Leitsatz (amtlich)

1. ...

2. Eine aufgrund Verstoßes gegen zwingende Formvorschriften unwirksame Zustellung nach § 3 VwZG kann nicht in eine Bekanntgabe nach § 17 VwZG umgedeutet werden, wenn durch die Zustellung eine Klagefrist in Lauf gesetzt wird.

 

Normenkette

VwZG §§ 3, 17; FGO § 118 Abs. 1

 

Tatbestand

Das FG hat die Klage des Revisionsklägers (Steuerpflichtiger) gegen die Einkommensteuerbescheide 1957 bis 1962 und gegen die Umsatzsteuerbescheide 1957 bis 1960, jeweils in der Form der Einspruchsentscheidungen vom 25. Juli 1966 des Revisionsbeklagten (FA), wegen Versäumung der Klagefrist als unzulässig verworfen. Der Entscheidung liegt im wesentlichen die eingehend begründete Überlegung zugrunde, daß die Klageschrift beim FA laut dessen Eingangsstempel etwa drei Wochen nach Ablauf der Klagefrist eingegangen und es dem Steuerpflichtigen auch nach Vernehmung der von ihm benannten Zeugen nicht gelungen sei, das Gericht von der Unrichtigkeit des Eingangsstempel-Aufdrucks des FA zu überzeugen.

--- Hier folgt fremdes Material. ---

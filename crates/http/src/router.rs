//! Router builder for the HTTP server

use std::{sync::Arc, time::Duration};

use axum::{middleware, Extension, Router};
use tower_http::{
    request_id::{PropagateRequestIdLayer, SetRequestIdLayer},
    timeout::TimeoutLayer,
    trace::{DefaultMakeSpan, DefaultOnRequest, DefaultOnResponse, TraceLayer},
};

use crate::{
    auth::Authenticator,
    session::{session_middleware, FlashStore},
    MakeRequestUuid,
};

/// Builder for constructing the main HTTP router.
///
/// Layers wrap the routes registered before them, so mount routes first.
pub struct RouterBuilder {
    router: Router,
}

impl RouterBuilder {
    /// Create a new router builder
    pub fn new() -> Self {
        Self {
            router: Router::new(),
        }
    }

    /// Add a route to the router
    pub fn route(mut self, path: &str, route: axum::routing::MethodRouter) -> Self {
        self.router = self.router.route(path, route);
        self
    }

    /// Mount a module's router under `/{module_name}`
    pub fn mount_module(mut self, module_name: &str, module_router: Router) -> Self {
        let path = format!("/{}", module_name);
        self.router = self.router.nest(&path, module_router);
        self
    }

    /// Resolve the session cookie and expose its flash queue to handlers
    pub fn with_sessions(mut self, store: Arc<dyn FlashStore>) -> Self {
        self.router = self
            .router
            .layer(middleware::from_fn_with_state(store, session_middleware));
        self
    }

    /// Make token verification available to the `CurrentUser` extractor
    pub fn with_auth(mut self, authenticator: Arc<Authenticator>) -> Self {
        self.router = self.router.layer(Extension(authenticator));
        self
    }

    /// Add tracing middleware
    pub fn with_tracing(mut self) -> Self {
        self.router = self.router.layer(
            TraceLayer::new_for_http()
                .make_span_with(DefaultMakeSpan::new().include_headers(true))
                .on_request(DefaultOnRequest::new().level(tracing::Level::INFO))
                .on_response(DefaultOnResponse::new().level(tracing::Level::INFO)),
        );
        self
    }

    /// Add request ID middleware; the ID is echoed back on the response
    pub fn with_request_id(mut self) -> Self {
        self.router = self
            .router
            .layer(PropagateRequestIdLayer::x_request_id())
            .layer(SetRequestIdLayer::x_request_id(MakeRequestUuid));
        self
    }

    /// Add timeout middleware
    pub fn with_timeout(mut self, timeout_ms: u64) -> Self {
        self.router = self
            .router
            .layer(TimeoutLayer::new(Duration::from_millis(timeout_ms)));
        self
    }

    /// Build the final router
    pub fn build(self) -> Router {
        self.router
    }
}

impl Default for RouterBuilder {
    fn default() -> Self {
        Self::new()
    }
}

#[cfg(test)]
mod tests {
    use super::*;
    use crate::{
        auth::CurrentUser,
        session::{Flash, MemoryFlashStore, SESSION_COOKIE},
    };
    use axum::{
        body::{to_bytes, Body},
        http::{header, Request, StatusCode},
        routing::get,
    };
    use classifieds_authz::TokenCodec;
    use tower::ServiceExt;

    fn app(router: Router) -> Router {
        RouterBuilder::new()
            .mount_module("test", router)
            .with_sessions(Arc::new(MemoryFlashStore::new()))
            .with_auth(Arc::new(Authenticator::new(
                TokenCodec::new("secret", 60),
                "classifieds_token",
            )))
            .with_request_id()
            .with_timeout(5000)
            .build()
    }

    #[tokio::test]
    async fn test_module_mounting() {
        let router = app(Router::new().route("/", get(|| async { "module" })));

        let response = router
            .oneshot(Request::builder().uri("/test").body(Body::empty()).unwrap())
            .await
            .unwrap();

        assert_eq!(response.status(), StatusCode::OK);
        assert!(response.headers().contains_key("x-request-id"));
        let body = to_bytes(response.into_body(), usize::MAX).await.unwrap();
        assert_eq!(&body[..], b"module");
    }

    #[tokio::test]
    async fn first_visit_gets_a_session_cookie() {
        let router = app(Router::new().route("/", get(|| async { "ok" })));

        let response = router
            .oneshot(Request::builder().uri("/test").body(Body::empty()).unwrap())
            .await
            .unwrap();

        let cookie = response
            .headers()
            .get(header::SET_COOKIE)
            .and_then(|v| v.to_str().ok())
            .unwrap();
        assert!(cookie.starts_with(SESSION_COOKIE));
        assert!(cookie.contains("HttpOnly"));
    }

    #[tokio::test]
    async fn flash_survives_until_next_request_of_same_session() {
        let router = app(
            Router::new()
                .route("/push", get(|flash: Flash| async move {
                    flash.success("done");
                    "queued"
                }))
                .route("/read", get(|flash: Flash| async move {
                    flash
                        .drain()
                        .into_iter()
                        .map(|m| m.message)
                        .collect::<Vec<_>>()
                        .join(",")
                })),
        );

        let response = router
            .clone()
            .oneshot(Request::builder().uri("/test/push").body(Body::empty()).unwrap())
            .await
            .unwrap();
        let cookie = response
            .headers()
            .get(header::SET_COOKIE)
            .and_then(|v| v.to_str().ok())
            .and_then(|v| v.split(';').next())
            .unwrap()
            .to_string();

        let read = |cookie: Option<String>| {
            let router = router.clone();
            async move {
                let mut request = Request::builder().uri("/test/read");
                if let Some(cookie) = cookie {
                    request = request.header(header::COOKIE, cookie);
                }
                let response = router.oneshot(request.body(Body::empty()).unwrap()).await.unwrap();
                let body = to_bytes(response.into_body(), usize::MAX).await.unwrap();
                String::from_utf8(body.to_vec()).unwrap()
            }
        };

        assert_eq!(read(None).await, "");
        assert_eq!(read(Some(cookie.clone())).await, "done");
        assert_eq!(read(Some(cookie)).await, "");
    }

    #[tokio::test]
    async fn current_user_is_anonymous_without_token() {
        let router = app(Router::new().route(
            "/",
            get(|user: CurrentUser| async move {
                if user.principal().is_some() { "user" } else { "anonymous" }
            }),
        ));

        let response = router
            .oneshot(Request::builder().uri("/test").body(Body::empty()).unwrap())
            .await
            .unwrap();
        let body = to_bytes(response.into_body(), usize::MAX).await.unwrap();
        assert_eq!(&body[..], b"anonymous");
    }
}
use sea_orm::entity::prelude::*;

#[derive(Clone, Debug, PartialEq, Eq, DeriveEntityModel)]
#[sea_orm(table_name = "image")]
pub struct Model {
    #[sea_orm(primary_key, auto_increment = false)]
    pub id: Uuid,
    pub ad_id: Uuid,
    pub url: String,
    pub caption: String,
    pub position: i32,
}

#[derive(Copy, Clone, Debug, EnumIter, DeriveRelation)]
pub enum Relation {
    #[sea_orm(
        belongs_to = "super::ad::Entity",
        from = "Column::AdId",
        to = "super::ad::Column::Id",
        on_delete = "Cascade"
    )]
    Ad,
}

impl Related<super::ad::Entity> for Entity {
    fn to() -> RelationDef {
        Relation::Ad.def()
    }
}

impl ActiveModelBehavior for ActiveModel {}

Mit der Revision beantragt der Steuerpflichtige, die Vorentscheidung aufzuheben und die Sache an das FG zurückzuverweisen.

Er rügt unzureichende Sachverhaltsaufklärung, mangelnde Erfüllung der Hinweispflicht sowie unzutreffende Beweiswürdigung durch das FG. Insbesondere trägt er vor, auf dem Umschlag, in welchem sich die ihm durch Postzustellungsurkunde (PZU) zugestellten Einspruchsentscheidungen befunden hätten, sei entgegen § 3 Abs. 1 Satz 2 VwZG keine Geschäftsnummer angegeben. Der Umschlag wurde der Revisionsbegründungsschrift beigefügt.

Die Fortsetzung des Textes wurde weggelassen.